ゲーム中、順番を促し、質問があれば答え、私の番になると考慮時間なしで「なぜこの行動をしているのかの意味を説明しながら」プレイしているのでえらく疲れました。なんとか2時間半くらいで終わったと思います。でも、興味深い経験をしました。

これ別に私は持ち主を否定するつもりはないのです。さもなければ私がやっているよね。立場の違いが時間の流れの差を産んでいて、違う流れがぶつかるところに潮目ができる。この日はその狭間を見たのです。

例えば学生さんですとずっと遊ぶ相手はいますし、何より時間がいっぱいある。私も学生の時は(お金なかったし)そうでした。だから、最初プレイするゲームなんかをルール勉強のために「捨ててもいい」わけです。なぜなら、もう一回やればなんの問題ないから。こういう時間の流れ把握をしているのです。
ところが一方で社会人は時間が結構クリティカルな要素になっています。
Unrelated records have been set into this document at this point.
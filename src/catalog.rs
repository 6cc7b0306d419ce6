use crate::error::SparkError;
use crate::runtime::Runtime;
use crate::utils::download::HttpFetch;
use crate::version::VersionRecord;
use tracing::debug;

/// Versions published on a mirror. Every call re-fetches the document.
pub struct RemoteCatalog<'a> {
    runtime: &'a dyn Runtime,
    http: &'a dyn HttpFetch,
    mirror: &'a str,
}

impl<'a> RemoteCatalog<'a> {
    pub fn new(runtime: &'a dyn Runtime, http: &'a dyn HttpFetch, mirror: &'a str) -> Self {
        Self { runtime, http, mirror }
    }

    /// Records for the host platform accepted by `filter`, newest first.
    pub fn list(&self, filter: impl Fn(&VersionRecord) -> bool) -> Result<Vec<VersionRecord>, SparkError> {
        let url = self.runtime.catalog_url(self.mirror);
        let body = self.http.fetch_text(&url)?;
        let records: Vec<VersionRecord> = self
            .runtime
            .parse_catalog(&body)?
            .into_iter()
            .filter(|record| filter(record))
            .collect();
        debug!("{} offers {} {} versions", url, records.len(), self.runtime.display_name());
        Ok(records)
    }

    pub fn list_all(&self) -> Result<Vec<VersionRecord>, SparkError> {
        self.list(|_| true)
    }
}

#[cfg(test)]
mod tests {
    use super::*;
    use crate::runtime::node::Node;
    use crate::runtime::Platform;
    use crate::utils::download::fakes::FakeHttp;

    const MIRROR: &str = "https://mirror.test/dist/";

    #[test]
    fn list_filters_and_keeps_descending_order() {
        let http = FakeHttp::default().serve(
            "https://mirror.test/dist/index.json",
            r#"[
                {"version":"v1.2.0","files":["linux-x64"],"lts":false},
                {"version":"v2.0.0","files":["linux-x64"],"lts":"Iron"},
                {"version":"v1.9.0","files":["osx-arm64-tar"],"lts":false}
            ]"#,
        );
        let node = Node::new(Platform::new("linux", "x86_64"));
        let catalog = RemoteCatalog::new(&node, &http, MIRROR);

        let all = catalog.list_all().expect("list");
        let labels: Vec<&str> = all.iter().map(|r| r.label.as_str()).collect();
        assert_eq!(labels, ["v2.0.0", "v1.2.0"]);

        let lts = catalog.list(VersionRecord::is_lts).expect("list");
        assert_eq!(lts.len(), 1);
        assert_eq!(http.requests.borrow().len(), 2);
    }

    #[test]
    fn unreachable_mirror_is_catalog_unavailable() {
        let http = FakeHttp::default();
        let node = Node::new(Platform::new("linux", "x86_64"));
        let catalog = RemoteCatalog::new(&node, &http, MIRROR);
        assert!(matches!(catalog.list_all(), Err(SparkError::CatalogUnavailable(_))));
    }
}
結構お金には余裕ができてくるのですが、その分相手と何よりプレイ時間に苦労しがちです。(もちろん双方の立場とも例外はいるでしょうが、それはまあいったんおいておいてと。) ですので、一回目のプレイからちゃんとできないといけません。その分神経質になります。

ここは、誰でも来れるオープン例会なので双方の立場に対して対応できるのがベストですが、日本の学生の場合はほとんど社会に出た経験がないので、このあたりむべなるかな。

この局面で私が考えることですが、学生さんに対しては基本放置なのです。だって彼らは次に必ずプレイしてくれるから。いや、放置というのは言い過ぎか。なぜなら、この会場には彼らの下宿にはない時間制限というものがあって、その時間内に収めないといけないね。
でまあ、私の優先事項はこの卓にいる社会人に対して「これ面白い」と思わせる(理想)か、せめて「こんなの二度とプレイするものか!」と思わせないこと(最低限)なのであろう。そのために、ちゃんと終わるように頑張りました。疲れた。

なぜ私が自分でインストしないのか。

方法論を否定することは簡単だが、人に認知されるのは結構いいものだ。うん、悪くない。学生さんは彼らがふだん(善意で)やっていることを日常の延長として行っているだけなので、それを極力認めてあげたいのです。だいたい、否定されるとやる気なくすよね。それでこの趣味から遠ざかられたら困るのです。誰が困るのか。私が困るのです。

全員「もう一回やりたい」と言ってくれたよ。

こういった仲介手法によることも、ボードゲーム普及の一つの形態なのだと思うけど、これまでなかなか適当な例がなかった。ちょうどそれを体験してきたことを私の備忘のためにも書いておきたいと思います。